When you reach the line that contains "parent_hash: parent, ..Default::default()" in the data below, start reproducing lines exactly, and stop after the line that contains "a tree sharing".

++++++++++

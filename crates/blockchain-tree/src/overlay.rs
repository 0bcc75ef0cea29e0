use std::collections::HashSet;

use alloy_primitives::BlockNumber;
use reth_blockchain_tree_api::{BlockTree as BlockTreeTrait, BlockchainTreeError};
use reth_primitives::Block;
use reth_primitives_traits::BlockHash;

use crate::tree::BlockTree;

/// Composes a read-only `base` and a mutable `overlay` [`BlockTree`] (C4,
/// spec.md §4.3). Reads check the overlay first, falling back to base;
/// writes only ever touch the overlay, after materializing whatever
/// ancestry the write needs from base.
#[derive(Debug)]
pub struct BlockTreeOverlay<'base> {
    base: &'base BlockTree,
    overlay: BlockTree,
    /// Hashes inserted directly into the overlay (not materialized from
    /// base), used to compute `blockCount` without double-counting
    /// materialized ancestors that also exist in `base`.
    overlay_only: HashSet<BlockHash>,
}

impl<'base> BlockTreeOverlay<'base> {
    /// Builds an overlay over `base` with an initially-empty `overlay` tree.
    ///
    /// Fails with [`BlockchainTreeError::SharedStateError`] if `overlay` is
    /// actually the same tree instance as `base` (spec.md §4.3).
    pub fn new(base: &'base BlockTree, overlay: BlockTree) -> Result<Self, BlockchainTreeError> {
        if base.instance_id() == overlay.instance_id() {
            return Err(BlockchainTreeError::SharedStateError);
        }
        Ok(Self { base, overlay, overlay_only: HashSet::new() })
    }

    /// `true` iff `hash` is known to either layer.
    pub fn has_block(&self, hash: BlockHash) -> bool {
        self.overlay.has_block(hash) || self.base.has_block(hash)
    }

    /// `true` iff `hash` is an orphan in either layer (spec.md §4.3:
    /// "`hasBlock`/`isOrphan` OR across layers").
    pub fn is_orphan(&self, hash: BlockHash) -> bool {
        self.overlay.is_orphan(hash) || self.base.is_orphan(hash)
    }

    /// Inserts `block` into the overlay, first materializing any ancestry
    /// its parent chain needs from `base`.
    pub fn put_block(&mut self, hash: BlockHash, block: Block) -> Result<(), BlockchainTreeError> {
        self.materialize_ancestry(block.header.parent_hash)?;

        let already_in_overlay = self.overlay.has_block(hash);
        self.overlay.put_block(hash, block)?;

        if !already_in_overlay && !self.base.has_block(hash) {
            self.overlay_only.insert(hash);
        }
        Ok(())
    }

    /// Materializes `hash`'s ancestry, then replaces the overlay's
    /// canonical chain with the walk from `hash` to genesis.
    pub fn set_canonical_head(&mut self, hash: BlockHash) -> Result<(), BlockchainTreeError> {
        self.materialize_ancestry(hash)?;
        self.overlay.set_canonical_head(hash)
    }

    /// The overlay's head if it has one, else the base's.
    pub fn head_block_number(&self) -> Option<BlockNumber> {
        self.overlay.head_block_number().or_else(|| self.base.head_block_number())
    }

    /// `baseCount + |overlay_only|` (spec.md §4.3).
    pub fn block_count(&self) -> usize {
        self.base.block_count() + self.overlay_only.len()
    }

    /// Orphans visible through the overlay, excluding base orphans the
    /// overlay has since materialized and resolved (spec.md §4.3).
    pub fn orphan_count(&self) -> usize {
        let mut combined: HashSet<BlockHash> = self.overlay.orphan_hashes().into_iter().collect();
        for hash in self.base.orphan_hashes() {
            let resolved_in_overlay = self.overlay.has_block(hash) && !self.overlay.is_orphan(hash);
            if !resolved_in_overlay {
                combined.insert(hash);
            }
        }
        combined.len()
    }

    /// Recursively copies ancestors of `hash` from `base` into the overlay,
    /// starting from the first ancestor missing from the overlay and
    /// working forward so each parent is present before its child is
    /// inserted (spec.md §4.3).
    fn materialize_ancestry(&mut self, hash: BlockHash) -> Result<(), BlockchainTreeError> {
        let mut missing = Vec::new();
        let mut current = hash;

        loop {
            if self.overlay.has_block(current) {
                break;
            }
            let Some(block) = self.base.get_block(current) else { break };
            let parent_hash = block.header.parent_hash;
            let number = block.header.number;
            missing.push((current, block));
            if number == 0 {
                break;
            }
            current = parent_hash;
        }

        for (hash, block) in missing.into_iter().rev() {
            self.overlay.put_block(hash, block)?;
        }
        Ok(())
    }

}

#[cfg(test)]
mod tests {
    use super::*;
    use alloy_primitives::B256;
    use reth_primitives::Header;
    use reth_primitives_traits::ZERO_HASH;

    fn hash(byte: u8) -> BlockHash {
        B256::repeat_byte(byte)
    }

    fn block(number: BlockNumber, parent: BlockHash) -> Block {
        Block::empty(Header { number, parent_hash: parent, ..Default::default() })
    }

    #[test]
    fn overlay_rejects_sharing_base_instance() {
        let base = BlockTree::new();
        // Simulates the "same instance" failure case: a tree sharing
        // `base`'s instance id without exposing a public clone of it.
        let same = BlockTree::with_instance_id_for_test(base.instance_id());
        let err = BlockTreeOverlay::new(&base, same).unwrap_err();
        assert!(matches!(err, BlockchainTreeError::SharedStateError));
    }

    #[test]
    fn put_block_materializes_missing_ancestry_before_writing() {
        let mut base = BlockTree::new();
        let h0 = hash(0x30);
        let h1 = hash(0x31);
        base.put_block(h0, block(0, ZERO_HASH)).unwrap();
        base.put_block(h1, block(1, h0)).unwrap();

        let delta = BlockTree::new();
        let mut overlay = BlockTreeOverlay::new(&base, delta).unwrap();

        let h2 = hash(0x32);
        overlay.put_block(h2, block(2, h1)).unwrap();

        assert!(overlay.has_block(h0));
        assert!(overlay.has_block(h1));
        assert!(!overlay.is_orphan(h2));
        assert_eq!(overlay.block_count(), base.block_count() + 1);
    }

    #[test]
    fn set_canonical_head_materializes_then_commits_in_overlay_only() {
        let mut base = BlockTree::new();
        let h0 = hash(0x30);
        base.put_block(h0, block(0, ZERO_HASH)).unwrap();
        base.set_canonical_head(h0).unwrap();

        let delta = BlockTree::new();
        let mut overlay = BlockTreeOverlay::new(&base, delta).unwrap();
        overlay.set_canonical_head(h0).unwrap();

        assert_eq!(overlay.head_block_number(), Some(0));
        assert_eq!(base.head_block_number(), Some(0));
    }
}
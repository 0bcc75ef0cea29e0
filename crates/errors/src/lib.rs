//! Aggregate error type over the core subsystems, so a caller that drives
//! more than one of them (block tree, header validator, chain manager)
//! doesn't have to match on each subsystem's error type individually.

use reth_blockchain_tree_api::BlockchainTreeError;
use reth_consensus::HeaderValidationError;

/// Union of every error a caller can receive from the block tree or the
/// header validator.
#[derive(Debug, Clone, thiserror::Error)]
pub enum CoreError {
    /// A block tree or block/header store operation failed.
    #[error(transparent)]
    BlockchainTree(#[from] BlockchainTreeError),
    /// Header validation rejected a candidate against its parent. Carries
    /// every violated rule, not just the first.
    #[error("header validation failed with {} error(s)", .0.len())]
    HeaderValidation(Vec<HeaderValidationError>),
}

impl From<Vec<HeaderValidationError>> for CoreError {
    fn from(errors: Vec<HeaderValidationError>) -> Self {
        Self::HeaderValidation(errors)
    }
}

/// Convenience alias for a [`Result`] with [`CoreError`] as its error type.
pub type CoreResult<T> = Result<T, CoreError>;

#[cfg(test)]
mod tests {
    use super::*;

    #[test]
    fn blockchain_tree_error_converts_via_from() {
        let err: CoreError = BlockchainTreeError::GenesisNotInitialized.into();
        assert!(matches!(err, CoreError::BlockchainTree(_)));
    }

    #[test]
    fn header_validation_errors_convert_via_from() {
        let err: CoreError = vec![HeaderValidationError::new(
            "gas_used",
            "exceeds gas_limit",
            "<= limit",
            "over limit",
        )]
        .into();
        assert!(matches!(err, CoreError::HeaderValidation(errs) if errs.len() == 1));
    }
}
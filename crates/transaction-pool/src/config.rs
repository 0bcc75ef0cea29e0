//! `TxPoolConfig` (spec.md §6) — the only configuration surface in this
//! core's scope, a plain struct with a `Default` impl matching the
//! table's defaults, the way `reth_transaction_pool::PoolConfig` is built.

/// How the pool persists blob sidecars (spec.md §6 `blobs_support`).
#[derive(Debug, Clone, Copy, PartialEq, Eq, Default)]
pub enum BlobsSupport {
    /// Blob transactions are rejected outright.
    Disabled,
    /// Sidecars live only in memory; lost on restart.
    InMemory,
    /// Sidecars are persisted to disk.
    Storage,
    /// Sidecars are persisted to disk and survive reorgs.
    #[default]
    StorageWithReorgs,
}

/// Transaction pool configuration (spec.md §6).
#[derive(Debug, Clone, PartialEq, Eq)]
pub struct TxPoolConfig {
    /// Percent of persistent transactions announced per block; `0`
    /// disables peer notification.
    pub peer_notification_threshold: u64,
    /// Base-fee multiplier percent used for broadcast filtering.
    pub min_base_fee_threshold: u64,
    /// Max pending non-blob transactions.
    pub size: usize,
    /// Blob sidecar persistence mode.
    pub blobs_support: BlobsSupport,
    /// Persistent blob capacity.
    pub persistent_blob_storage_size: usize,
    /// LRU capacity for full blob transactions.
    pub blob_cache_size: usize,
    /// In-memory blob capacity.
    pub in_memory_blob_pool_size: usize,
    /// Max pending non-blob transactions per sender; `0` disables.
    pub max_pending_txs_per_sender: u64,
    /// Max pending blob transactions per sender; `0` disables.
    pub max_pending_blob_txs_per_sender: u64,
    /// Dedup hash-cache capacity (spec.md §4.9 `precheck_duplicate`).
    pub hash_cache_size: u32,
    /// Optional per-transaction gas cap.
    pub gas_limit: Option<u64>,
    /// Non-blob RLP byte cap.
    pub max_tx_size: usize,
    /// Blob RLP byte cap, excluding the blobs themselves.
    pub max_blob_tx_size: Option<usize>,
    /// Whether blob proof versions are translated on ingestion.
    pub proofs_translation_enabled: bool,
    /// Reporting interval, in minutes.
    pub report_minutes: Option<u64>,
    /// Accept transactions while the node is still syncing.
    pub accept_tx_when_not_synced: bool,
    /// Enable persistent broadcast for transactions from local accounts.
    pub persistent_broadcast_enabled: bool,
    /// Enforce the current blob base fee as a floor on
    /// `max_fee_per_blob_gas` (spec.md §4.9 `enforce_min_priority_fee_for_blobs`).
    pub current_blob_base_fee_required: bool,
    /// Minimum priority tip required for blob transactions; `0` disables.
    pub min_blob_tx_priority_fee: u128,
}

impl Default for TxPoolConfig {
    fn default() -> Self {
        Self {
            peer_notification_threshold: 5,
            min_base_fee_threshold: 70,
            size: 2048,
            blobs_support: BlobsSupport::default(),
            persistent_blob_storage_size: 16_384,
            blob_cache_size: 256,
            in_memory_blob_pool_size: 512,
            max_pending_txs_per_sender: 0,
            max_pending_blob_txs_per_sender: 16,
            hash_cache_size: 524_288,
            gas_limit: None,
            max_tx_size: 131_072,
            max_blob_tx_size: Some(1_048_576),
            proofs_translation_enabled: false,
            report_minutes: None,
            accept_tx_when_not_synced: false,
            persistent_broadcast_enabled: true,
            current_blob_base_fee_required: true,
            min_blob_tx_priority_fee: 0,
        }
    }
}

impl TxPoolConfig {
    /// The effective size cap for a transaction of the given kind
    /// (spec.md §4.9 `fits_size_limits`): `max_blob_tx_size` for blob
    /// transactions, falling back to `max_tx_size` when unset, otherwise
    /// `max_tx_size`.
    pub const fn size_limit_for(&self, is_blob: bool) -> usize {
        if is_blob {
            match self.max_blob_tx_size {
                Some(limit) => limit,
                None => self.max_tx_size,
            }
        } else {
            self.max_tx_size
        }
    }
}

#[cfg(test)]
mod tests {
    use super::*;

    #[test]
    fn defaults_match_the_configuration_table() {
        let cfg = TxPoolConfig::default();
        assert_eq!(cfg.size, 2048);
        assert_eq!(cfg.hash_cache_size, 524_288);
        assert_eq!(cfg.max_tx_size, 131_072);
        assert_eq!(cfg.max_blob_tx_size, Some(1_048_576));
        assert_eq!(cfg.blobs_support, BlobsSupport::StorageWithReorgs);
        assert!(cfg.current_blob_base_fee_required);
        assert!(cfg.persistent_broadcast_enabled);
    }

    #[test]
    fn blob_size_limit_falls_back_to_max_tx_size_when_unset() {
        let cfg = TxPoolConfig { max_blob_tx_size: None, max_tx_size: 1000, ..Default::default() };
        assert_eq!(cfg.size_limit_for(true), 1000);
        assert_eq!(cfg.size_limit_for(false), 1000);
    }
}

++++++++++

### RESULT FOR THIS EXERCISE
        Block::empty(Header { number, parent_hash: parent, ..Default::default() })
    }

    #[test]
    fn overlay_rejects_sharing_base_instance() {
        let base = BlockTree::new();
        // Simulates the "same instance" failure case: a tree sharing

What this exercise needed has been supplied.